Ganz klar: Während einer Schwangerschaft sollten Frauen keinen Alkohol trinken. Aber gilt das nicht auch schon vorher? Diesen Mythos haben dänische Wissenschaftler - zumindest für moderates Trinken - widerlegt.

13 kleine Flaschen Bier oder zwei Weinflaschen pro Woche - klingt gar nicht so wenig - ist aber noch o.k. Zumindest sagen das dänische Forscher, die eine Studie mit 6000 Frauen mit Kinderwunsch durchgeführt haben. Mit der Studie wollten sie herausfinden, ob moderater Alkoholkonsum schon die Fruchtbarkeit einschränken könnte. Unter den Teilnehmerinnen gab es Frauen, die abstinent leben und andere, die gemäßigt trinken.

"Ob die Frauen abstinent waren oder gemäßigt Alkohol getrunken haben, hat keinen Unterschied gemacht. Die Frauen beider Gruppen wurden gleich oft schwanger."
Aglaia Dane, Wissensnachrichten

Frauen, die regelmäßig viel trinken, wurden auch untersucht und es zeigte sich, dass die Wahrscheinlichkeit einer Schwangerschaft bei ihnen niedriger war.

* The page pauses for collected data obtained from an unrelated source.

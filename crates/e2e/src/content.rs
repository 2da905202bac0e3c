//! Reload a page until a content or selector assertion holds

use tracing::debug;

use crate::clock::Clock;
use crate::error::{PageError, PollResult};
use crate::page::{reload, Page, PageQuery};
use crate::poller::{Outcome, PollOptions, PollSpec, PollSummary, Poller};

impl<C: Clock> Poller<C> {
    /// Reload `page` until `query` holds.
    ///
    /// A failed assertion only means "not yet"; navigation and driver errors end
    /// the poll.
    pub fn reload_page_until<P>(
        &self,
        page: &P,
        query: &PageQuery,
        options: &PollOptions,
    ) -> PollResult<PollSummary>
    where
        P: Page + ?Sized,
    {
        let url = page.current_url()?;
        let default_reason = format!("{} didn't match {} for {}", url, query.value, query.kind);

        let spec = PollSpec::new(|| check_query(page, query))
            .on_retry(|| reload(page))
            .with_options(options, default_reason);
        self.run(spec)
    }
}

fn check_query<P: Page + ?Sized>(page: &P, query: &PageQuery) -> PollResult<Outcome> {
    match page.check(query) {
        Ok(met) => Ok(met.into()),
        Err(PageError::NotMet(detail)) => {
            debug!(kind = %query.kind, value = %query.value, "{}", detail);
            Ok(Outcome::Continue)
        }
        Err(e) => Err(e.into()),
    }
}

Viele Frauen verzichten trotzdem ganz auf Alkohol, wenn sie schwanger werden möchten, weil sie nichts riskieren wollen. Denn dass man schwanger ist, bemerken viele Frauen erst nach einigen Wochen. Und sie wollen dem Fötus nicht schaden. Allerdings gibt es in diesem Bereich noch viele offene Fragen: Es ist zum Beispiel nicht klar, wie der Alkohol wirkt und welche Mengen schädlich sind.

Entwicklungsphase des Fötus ausschlaggebend

Im Moment gehen die Forscher davon aus, dass der Zeitpunkt der Schwangerschaft eine Rolle spielt. Das bedeutet, wenn eine Frau in einer wichtigen Entwicklungsphase des Embryos Alkohol trinkt, kann das Kind Organ- oder Nervenschäden davon tragen. Eine andere Frau trinkt vielleicht häufiger, dem Kind passiert aber glücklicherweise nichts, weil es sich in einem anderen Stadium befindet, in dem es nicht so anfällig ist. Darum gilt während der Schwangerschaft: Jeder Tropfen Alkohol kann schaden.

Übrigens: die zugehörigen Männer wurden in der Studie nicht untersucht. Es gibt aber Hinweise darauf, dass Alkohol die Spermienqualität deutlich senken kann, auch schon in moderaten Mengen.